**INSTRUCTIONS FOR THE TASK**
Every line holding the string "FileSystemRepository" should be copied out of the listing.

**EXERCISE MATERIAL**
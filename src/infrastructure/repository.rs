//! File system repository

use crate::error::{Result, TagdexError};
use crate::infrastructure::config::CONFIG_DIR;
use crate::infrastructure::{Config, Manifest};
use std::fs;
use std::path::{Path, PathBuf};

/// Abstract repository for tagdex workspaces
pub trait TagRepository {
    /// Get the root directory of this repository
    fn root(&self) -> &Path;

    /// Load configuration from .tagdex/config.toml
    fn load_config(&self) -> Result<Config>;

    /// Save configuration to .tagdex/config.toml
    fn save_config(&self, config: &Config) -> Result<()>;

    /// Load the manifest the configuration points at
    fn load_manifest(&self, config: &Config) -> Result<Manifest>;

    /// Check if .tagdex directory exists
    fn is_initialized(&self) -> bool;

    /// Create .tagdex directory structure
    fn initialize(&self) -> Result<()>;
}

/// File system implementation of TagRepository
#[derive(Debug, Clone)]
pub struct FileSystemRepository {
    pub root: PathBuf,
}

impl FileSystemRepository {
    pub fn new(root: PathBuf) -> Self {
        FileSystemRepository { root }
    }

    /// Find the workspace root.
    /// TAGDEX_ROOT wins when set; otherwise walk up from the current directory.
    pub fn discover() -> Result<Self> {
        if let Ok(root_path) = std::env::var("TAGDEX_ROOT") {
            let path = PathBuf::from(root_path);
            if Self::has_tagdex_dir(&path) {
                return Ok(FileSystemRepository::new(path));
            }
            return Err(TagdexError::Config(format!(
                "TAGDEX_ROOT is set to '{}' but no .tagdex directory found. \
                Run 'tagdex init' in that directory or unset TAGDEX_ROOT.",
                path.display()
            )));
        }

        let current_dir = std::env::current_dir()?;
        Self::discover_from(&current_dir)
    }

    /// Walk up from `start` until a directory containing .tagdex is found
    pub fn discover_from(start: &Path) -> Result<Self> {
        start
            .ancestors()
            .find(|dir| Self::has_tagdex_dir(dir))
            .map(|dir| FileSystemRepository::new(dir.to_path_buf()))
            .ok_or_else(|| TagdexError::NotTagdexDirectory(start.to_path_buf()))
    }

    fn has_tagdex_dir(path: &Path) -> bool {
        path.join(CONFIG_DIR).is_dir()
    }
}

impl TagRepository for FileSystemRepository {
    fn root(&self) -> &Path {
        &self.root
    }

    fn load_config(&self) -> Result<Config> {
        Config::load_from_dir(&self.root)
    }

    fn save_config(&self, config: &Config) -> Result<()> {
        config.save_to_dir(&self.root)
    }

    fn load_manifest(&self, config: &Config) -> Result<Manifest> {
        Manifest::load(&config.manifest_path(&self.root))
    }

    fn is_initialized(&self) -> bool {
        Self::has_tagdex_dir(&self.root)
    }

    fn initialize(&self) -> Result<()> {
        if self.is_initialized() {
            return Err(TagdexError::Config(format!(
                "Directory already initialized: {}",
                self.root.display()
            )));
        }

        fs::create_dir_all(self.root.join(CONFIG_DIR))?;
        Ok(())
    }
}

**RESULT OF THIS EXERCISE**
pub struct FileSystemRepository {
impl FileSystemRepository {
        FileSystemRepository { root }
                return Ok(FileSystemRepository::new(path));
            .map(|dir| FileSystemRepository::new(dir.to_path_buf()))
impl TagRepository for FileSystemRepository {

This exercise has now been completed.